**Task requirements**
Count the lines of the data that have the word "rows", then report the number without anything else.

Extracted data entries
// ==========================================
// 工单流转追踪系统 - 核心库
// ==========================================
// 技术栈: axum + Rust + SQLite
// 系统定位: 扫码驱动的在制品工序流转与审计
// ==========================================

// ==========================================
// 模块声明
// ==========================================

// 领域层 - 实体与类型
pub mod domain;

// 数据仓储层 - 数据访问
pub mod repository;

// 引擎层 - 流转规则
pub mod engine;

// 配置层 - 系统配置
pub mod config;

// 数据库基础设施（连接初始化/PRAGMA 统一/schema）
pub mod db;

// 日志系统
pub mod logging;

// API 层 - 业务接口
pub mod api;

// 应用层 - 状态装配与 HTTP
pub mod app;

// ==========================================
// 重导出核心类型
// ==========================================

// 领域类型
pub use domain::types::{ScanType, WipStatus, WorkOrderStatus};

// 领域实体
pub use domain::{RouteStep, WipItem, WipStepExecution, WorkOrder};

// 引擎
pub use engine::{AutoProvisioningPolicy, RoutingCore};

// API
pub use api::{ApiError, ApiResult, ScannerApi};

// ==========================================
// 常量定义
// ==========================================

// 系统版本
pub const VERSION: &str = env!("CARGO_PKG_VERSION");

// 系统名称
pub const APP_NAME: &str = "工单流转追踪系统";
...
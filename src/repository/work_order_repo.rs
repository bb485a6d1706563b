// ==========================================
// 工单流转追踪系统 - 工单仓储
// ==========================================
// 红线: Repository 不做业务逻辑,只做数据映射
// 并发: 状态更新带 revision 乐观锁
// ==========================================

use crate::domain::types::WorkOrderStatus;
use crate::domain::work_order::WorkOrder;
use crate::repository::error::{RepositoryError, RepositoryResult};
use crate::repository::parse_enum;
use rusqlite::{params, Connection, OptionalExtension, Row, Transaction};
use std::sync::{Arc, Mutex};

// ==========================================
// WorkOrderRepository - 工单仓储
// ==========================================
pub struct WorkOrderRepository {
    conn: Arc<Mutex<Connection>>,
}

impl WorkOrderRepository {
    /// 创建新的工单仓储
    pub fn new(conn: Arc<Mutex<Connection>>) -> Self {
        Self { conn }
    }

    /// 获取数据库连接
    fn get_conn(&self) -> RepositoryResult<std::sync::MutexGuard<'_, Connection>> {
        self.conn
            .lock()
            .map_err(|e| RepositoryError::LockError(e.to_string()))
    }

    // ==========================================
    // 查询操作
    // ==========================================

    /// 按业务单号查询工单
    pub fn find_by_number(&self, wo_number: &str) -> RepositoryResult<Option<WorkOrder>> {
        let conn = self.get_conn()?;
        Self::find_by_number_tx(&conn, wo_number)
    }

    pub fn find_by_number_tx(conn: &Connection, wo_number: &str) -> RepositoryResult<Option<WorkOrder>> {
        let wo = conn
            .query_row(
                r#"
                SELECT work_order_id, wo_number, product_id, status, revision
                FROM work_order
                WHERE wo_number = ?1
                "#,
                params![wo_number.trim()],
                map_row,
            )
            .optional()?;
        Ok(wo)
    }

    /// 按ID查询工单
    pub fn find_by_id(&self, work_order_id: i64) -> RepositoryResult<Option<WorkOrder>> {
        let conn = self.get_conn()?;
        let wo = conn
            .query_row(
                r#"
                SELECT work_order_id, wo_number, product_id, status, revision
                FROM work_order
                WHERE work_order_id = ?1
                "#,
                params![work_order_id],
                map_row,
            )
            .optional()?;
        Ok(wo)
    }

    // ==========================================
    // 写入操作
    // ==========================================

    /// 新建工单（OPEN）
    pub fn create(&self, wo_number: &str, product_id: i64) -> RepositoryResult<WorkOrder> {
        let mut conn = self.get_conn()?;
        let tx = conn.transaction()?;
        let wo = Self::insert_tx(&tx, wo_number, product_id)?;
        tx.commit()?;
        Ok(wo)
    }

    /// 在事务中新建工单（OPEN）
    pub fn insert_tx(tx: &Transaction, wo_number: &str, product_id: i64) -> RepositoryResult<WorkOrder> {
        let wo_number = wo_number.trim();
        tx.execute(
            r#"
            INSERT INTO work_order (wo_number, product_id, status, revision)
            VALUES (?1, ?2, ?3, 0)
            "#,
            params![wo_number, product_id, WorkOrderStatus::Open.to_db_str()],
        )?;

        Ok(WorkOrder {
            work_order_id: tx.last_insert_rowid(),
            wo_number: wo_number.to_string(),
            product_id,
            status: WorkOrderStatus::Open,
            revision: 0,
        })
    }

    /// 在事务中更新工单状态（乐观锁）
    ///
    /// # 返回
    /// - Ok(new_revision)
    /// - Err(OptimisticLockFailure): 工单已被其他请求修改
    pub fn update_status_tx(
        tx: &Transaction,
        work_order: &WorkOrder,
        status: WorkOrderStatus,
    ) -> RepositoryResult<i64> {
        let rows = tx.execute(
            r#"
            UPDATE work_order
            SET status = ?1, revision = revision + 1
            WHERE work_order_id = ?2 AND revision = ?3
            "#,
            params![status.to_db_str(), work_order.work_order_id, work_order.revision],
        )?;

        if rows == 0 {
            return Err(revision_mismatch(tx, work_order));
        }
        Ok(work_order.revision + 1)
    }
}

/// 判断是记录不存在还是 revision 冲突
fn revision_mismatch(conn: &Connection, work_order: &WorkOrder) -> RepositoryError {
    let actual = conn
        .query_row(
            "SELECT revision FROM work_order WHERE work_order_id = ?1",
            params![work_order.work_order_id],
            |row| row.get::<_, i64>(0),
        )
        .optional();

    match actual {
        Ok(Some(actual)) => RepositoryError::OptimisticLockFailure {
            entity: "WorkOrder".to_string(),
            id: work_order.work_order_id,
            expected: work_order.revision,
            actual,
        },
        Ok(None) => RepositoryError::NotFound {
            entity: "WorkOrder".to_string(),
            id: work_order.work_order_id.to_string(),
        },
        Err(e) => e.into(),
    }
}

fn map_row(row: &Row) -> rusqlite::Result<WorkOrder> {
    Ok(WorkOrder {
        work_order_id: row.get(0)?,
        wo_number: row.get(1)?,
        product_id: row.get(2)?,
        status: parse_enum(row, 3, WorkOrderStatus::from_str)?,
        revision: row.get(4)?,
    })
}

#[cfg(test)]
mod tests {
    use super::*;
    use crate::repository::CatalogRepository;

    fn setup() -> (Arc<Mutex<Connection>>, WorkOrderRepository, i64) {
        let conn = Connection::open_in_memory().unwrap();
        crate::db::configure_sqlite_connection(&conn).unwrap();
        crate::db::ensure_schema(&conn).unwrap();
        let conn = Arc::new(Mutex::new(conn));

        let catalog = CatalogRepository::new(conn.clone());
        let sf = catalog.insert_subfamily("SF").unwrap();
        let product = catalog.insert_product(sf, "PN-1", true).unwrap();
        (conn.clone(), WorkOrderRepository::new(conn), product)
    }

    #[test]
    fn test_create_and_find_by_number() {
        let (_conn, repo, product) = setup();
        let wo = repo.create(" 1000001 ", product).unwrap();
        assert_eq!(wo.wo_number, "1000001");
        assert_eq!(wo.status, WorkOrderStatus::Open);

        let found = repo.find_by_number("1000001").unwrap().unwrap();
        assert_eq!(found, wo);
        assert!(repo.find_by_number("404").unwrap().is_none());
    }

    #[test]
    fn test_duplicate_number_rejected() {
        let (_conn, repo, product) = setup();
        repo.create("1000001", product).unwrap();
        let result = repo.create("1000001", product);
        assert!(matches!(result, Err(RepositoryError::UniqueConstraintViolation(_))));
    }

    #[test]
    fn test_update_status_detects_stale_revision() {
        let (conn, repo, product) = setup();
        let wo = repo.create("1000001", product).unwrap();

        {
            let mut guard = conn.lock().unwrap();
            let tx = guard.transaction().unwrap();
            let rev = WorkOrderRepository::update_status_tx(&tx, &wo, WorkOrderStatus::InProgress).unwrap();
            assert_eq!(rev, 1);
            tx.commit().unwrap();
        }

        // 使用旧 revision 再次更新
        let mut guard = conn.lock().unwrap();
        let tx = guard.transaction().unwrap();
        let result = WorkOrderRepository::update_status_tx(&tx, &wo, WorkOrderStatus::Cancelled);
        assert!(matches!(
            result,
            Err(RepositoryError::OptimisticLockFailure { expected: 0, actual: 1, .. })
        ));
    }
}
==
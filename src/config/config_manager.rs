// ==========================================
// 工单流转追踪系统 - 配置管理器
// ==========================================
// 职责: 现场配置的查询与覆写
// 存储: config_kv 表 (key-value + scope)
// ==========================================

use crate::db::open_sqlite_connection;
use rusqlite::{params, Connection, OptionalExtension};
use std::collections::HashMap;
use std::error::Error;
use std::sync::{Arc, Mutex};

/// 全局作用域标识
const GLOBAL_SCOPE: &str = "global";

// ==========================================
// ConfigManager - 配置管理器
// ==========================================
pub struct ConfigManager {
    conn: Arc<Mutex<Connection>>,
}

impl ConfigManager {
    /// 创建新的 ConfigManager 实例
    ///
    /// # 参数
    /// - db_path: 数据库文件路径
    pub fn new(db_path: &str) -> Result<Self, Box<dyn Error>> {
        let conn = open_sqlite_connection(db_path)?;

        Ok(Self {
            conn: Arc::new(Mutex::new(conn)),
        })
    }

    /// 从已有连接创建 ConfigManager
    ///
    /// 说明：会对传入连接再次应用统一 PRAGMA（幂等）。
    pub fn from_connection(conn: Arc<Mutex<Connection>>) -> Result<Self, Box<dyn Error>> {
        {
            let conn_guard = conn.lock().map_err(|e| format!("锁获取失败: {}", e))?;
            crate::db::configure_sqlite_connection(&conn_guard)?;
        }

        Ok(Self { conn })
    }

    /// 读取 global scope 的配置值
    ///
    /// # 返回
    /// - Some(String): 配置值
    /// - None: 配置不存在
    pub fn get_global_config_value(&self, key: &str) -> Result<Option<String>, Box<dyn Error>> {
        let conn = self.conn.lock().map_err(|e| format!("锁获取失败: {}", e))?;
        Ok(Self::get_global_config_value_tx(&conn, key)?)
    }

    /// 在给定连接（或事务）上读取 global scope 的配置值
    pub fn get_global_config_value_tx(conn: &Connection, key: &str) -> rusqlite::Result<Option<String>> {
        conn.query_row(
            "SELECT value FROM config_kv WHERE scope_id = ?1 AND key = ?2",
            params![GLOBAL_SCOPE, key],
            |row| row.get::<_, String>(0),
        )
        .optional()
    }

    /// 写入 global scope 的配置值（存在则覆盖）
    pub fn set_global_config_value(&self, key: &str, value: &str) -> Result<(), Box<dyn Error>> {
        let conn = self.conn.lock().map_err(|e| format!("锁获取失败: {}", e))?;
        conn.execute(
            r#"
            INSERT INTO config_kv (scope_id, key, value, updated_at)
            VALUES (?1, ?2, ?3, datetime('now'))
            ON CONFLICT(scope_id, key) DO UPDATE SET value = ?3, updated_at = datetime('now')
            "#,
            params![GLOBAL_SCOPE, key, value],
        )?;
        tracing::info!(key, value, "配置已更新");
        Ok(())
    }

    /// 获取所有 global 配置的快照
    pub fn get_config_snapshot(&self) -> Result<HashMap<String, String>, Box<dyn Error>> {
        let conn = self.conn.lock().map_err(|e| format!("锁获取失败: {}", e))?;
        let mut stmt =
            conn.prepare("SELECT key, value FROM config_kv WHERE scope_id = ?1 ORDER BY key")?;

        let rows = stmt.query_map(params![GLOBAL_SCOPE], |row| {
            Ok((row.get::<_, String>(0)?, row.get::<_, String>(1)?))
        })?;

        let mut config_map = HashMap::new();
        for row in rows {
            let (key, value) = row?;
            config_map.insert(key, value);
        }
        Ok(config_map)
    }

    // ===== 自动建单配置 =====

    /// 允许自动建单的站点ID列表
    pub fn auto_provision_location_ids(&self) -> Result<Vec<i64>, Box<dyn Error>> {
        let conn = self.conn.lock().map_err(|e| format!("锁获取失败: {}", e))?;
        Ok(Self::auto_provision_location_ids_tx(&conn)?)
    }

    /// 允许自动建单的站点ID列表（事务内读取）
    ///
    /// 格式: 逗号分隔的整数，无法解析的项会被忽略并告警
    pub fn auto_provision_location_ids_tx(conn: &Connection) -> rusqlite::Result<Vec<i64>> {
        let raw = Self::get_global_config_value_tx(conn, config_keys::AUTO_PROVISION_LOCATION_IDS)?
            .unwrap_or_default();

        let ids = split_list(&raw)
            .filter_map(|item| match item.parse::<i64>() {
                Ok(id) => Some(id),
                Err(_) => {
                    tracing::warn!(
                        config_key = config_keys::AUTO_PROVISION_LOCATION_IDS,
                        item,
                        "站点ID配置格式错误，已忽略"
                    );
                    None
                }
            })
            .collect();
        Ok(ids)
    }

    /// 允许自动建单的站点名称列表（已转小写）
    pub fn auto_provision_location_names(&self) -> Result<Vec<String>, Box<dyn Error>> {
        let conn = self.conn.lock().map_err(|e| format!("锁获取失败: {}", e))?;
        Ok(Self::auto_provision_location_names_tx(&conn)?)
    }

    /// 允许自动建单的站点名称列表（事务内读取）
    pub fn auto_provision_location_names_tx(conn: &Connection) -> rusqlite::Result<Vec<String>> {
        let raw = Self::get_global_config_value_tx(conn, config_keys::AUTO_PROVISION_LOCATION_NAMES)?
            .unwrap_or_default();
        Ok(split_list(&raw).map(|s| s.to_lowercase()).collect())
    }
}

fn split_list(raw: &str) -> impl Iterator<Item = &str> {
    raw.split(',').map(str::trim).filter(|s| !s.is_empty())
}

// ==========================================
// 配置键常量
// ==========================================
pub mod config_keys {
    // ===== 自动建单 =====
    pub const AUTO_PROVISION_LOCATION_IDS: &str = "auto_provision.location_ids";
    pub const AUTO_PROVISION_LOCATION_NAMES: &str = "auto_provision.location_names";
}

**Task answer**
4